(WHAT IS NEEDED)
Where a line below holds the string "ConnectionSource", that line goes into the answer.
++++++++++++++++++++
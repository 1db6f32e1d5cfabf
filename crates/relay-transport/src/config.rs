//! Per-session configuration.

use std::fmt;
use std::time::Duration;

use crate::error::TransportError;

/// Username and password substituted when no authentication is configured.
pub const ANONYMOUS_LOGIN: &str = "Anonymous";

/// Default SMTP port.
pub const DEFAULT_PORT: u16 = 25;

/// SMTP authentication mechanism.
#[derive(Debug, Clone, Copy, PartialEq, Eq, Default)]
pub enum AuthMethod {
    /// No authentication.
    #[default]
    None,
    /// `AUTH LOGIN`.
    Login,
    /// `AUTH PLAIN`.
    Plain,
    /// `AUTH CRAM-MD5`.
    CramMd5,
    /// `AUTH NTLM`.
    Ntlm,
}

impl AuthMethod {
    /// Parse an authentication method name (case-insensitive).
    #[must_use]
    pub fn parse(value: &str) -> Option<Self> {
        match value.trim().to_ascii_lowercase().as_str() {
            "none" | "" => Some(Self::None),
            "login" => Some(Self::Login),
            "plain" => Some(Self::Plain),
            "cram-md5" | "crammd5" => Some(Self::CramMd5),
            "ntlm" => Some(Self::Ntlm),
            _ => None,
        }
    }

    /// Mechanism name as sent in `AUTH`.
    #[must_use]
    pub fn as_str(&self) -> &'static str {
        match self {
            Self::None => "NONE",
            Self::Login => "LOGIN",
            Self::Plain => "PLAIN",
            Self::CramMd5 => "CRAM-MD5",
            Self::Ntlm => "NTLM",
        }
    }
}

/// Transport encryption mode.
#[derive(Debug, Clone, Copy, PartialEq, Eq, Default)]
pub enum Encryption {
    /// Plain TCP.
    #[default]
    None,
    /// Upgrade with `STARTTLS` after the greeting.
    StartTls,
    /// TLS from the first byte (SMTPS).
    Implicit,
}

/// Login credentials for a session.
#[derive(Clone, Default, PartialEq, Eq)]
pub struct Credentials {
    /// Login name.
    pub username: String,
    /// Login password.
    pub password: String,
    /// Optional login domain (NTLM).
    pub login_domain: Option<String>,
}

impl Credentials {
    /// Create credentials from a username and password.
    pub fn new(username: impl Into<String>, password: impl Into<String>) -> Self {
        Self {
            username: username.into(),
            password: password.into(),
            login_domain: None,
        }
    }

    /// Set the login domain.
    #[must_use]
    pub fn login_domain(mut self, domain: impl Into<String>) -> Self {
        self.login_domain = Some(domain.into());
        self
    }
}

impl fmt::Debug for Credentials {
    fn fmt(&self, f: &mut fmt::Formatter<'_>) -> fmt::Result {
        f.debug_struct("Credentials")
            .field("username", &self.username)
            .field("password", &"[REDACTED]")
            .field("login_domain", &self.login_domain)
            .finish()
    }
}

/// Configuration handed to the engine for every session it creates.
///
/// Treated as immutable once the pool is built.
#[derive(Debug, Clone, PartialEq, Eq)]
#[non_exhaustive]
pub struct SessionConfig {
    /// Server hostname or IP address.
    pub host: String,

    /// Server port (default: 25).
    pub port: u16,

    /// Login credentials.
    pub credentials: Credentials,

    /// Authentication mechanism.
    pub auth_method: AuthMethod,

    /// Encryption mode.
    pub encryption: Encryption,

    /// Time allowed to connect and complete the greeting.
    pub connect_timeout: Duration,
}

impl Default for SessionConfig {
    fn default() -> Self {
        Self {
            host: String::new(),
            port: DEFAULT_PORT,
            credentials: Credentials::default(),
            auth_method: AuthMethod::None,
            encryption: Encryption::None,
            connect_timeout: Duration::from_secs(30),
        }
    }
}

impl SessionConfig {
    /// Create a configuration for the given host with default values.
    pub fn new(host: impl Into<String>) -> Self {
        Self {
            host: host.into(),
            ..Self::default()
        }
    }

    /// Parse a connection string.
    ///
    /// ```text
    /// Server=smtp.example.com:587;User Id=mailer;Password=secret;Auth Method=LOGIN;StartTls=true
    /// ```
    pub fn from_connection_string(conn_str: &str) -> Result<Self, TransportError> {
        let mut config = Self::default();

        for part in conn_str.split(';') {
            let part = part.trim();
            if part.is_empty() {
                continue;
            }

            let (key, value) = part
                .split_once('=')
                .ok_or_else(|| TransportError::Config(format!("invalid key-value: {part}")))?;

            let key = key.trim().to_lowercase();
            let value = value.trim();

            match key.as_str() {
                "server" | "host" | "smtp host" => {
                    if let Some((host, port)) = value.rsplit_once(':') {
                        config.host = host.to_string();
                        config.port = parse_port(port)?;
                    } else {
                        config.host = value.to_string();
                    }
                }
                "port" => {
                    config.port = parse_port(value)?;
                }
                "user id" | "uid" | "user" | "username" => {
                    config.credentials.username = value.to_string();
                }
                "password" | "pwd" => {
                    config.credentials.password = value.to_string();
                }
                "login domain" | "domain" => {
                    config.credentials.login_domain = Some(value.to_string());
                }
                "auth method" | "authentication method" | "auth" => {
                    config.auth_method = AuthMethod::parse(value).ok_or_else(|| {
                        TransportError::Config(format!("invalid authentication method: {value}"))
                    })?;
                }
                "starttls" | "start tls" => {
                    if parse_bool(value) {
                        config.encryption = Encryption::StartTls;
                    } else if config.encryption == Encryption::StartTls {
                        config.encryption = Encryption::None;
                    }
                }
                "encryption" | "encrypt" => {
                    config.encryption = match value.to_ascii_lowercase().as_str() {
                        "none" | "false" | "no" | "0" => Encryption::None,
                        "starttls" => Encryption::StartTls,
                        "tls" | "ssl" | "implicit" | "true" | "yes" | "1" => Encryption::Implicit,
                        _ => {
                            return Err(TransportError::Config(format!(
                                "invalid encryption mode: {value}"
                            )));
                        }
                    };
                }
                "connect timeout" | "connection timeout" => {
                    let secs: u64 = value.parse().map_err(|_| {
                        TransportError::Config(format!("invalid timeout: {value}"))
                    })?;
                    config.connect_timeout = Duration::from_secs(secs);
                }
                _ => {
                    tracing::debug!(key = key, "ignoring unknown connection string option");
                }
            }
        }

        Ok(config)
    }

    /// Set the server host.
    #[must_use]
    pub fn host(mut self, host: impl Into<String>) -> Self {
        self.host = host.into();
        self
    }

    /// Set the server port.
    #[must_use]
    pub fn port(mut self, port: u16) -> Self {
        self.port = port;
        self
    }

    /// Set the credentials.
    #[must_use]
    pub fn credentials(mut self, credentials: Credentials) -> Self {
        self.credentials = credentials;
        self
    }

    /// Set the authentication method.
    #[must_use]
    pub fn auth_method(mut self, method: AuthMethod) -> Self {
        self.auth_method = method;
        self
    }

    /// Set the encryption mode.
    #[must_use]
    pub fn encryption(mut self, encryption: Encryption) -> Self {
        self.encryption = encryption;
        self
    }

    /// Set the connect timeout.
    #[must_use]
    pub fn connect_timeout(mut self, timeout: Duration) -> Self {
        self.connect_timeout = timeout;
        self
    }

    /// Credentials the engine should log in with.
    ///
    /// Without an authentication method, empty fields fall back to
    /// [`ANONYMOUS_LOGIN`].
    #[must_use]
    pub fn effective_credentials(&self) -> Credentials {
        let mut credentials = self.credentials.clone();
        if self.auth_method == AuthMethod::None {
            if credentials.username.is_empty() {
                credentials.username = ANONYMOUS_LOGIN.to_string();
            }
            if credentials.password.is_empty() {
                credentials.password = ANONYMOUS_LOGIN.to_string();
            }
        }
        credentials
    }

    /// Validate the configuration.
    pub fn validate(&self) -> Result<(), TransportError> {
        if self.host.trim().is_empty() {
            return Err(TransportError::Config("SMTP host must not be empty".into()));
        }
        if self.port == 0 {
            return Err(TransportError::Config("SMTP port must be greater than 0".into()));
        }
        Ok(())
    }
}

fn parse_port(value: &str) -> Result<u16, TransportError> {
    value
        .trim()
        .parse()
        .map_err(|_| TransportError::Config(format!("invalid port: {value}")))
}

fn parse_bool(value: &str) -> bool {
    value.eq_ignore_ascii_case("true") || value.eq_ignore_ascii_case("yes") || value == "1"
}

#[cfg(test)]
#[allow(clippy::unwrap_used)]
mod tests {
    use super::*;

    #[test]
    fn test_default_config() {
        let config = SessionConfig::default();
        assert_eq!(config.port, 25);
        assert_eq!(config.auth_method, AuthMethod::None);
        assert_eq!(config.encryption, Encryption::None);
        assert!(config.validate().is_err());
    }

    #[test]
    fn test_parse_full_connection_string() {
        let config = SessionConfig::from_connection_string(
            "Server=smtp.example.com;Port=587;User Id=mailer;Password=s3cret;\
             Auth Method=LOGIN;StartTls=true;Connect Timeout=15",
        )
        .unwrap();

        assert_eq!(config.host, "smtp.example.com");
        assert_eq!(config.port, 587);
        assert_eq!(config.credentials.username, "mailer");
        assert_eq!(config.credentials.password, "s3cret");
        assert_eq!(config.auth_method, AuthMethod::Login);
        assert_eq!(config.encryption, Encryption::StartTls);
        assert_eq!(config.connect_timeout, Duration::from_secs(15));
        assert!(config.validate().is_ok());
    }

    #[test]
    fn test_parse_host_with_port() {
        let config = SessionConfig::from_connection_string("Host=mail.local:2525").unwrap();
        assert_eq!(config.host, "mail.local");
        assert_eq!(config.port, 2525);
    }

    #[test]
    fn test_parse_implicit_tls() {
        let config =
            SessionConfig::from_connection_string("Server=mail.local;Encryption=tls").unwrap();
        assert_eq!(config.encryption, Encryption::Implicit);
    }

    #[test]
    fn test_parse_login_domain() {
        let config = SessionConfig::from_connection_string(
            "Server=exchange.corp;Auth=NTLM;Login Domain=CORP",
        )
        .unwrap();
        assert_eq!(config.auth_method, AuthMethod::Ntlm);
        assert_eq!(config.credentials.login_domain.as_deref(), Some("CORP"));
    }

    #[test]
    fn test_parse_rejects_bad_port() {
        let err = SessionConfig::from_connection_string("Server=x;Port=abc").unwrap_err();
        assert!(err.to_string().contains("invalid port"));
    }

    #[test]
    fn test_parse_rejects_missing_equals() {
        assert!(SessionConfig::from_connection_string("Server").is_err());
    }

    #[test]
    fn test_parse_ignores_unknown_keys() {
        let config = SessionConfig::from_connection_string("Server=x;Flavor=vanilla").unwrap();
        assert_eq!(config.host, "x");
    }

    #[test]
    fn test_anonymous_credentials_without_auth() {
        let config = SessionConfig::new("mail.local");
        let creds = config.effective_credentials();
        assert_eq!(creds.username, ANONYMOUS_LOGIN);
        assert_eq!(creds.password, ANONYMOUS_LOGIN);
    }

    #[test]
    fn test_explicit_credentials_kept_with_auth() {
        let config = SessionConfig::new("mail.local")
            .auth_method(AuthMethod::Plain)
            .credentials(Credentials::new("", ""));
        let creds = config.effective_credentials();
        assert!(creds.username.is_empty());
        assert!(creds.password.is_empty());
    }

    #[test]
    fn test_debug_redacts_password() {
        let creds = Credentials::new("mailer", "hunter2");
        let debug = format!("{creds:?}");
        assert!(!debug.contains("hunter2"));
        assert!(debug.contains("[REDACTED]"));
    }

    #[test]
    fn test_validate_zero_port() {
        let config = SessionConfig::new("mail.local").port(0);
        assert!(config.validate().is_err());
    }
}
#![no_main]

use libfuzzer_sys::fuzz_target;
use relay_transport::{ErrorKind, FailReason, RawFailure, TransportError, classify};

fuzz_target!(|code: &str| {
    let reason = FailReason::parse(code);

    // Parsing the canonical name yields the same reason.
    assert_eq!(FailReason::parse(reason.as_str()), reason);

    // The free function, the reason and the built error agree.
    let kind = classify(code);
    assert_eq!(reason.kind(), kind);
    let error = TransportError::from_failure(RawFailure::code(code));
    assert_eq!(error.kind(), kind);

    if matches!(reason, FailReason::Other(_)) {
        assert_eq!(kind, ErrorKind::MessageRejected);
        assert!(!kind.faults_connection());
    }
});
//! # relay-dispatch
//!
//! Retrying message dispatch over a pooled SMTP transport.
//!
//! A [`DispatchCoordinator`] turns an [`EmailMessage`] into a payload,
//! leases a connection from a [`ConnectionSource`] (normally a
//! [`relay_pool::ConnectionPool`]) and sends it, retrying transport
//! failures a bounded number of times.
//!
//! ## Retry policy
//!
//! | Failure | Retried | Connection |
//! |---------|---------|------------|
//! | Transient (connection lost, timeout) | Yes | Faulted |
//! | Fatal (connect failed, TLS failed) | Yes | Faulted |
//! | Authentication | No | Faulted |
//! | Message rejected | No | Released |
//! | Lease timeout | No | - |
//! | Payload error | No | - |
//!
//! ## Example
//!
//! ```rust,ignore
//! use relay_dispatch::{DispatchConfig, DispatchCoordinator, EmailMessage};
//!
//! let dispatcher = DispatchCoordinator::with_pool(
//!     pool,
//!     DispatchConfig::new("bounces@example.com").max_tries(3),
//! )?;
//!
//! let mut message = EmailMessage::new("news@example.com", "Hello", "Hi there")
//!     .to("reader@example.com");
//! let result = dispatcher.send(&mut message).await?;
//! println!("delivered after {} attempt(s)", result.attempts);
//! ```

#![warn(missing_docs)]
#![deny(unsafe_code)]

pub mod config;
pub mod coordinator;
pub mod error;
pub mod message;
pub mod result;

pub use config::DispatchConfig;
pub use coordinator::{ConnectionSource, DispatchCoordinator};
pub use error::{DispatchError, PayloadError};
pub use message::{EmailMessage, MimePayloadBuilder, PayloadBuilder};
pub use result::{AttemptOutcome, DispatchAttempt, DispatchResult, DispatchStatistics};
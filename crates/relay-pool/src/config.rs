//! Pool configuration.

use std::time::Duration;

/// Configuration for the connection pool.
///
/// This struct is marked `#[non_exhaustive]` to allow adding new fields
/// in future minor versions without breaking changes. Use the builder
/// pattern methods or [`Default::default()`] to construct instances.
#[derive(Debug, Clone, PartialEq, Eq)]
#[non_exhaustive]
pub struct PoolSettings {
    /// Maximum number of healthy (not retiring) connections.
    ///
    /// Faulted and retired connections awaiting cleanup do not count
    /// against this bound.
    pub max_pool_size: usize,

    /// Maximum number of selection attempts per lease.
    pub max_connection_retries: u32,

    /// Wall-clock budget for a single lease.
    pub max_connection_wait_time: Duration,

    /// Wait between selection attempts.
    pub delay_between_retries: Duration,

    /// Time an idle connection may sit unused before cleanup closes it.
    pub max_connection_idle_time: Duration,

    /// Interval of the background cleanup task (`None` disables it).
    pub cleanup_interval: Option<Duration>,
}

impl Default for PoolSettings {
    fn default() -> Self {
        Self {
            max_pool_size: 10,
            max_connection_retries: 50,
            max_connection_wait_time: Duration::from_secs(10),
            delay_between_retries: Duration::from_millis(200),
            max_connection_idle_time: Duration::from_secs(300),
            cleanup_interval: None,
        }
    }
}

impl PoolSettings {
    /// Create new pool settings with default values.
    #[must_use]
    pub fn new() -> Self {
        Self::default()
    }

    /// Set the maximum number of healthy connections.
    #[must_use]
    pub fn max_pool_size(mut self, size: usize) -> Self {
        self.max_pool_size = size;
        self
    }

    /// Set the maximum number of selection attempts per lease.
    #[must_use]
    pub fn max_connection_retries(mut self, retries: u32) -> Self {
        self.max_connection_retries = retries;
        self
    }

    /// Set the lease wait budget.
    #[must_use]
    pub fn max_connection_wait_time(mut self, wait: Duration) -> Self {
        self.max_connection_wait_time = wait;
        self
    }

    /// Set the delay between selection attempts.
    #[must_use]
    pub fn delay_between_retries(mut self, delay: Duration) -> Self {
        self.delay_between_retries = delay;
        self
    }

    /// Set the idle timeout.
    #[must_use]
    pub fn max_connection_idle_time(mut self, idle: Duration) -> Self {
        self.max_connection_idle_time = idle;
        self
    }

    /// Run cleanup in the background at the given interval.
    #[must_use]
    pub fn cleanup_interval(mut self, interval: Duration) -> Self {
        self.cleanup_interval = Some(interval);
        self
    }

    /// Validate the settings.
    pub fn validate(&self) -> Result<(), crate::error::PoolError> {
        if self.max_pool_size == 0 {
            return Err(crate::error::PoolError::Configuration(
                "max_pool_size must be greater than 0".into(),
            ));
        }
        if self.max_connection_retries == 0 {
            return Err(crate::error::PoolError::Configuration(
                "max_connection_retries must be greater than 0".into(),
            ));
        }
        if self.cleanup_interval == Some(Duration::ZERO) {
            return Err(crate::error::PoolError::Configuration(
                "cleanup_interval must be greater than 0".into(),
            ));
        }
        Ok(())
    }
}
++++++++++++++++++++
(WRITTEN RESPONSE)
//! leases a connection from a [`ConnectionSource`] (normally a
pub use coordinator::{ConnectionSource, DispatchCoordinator};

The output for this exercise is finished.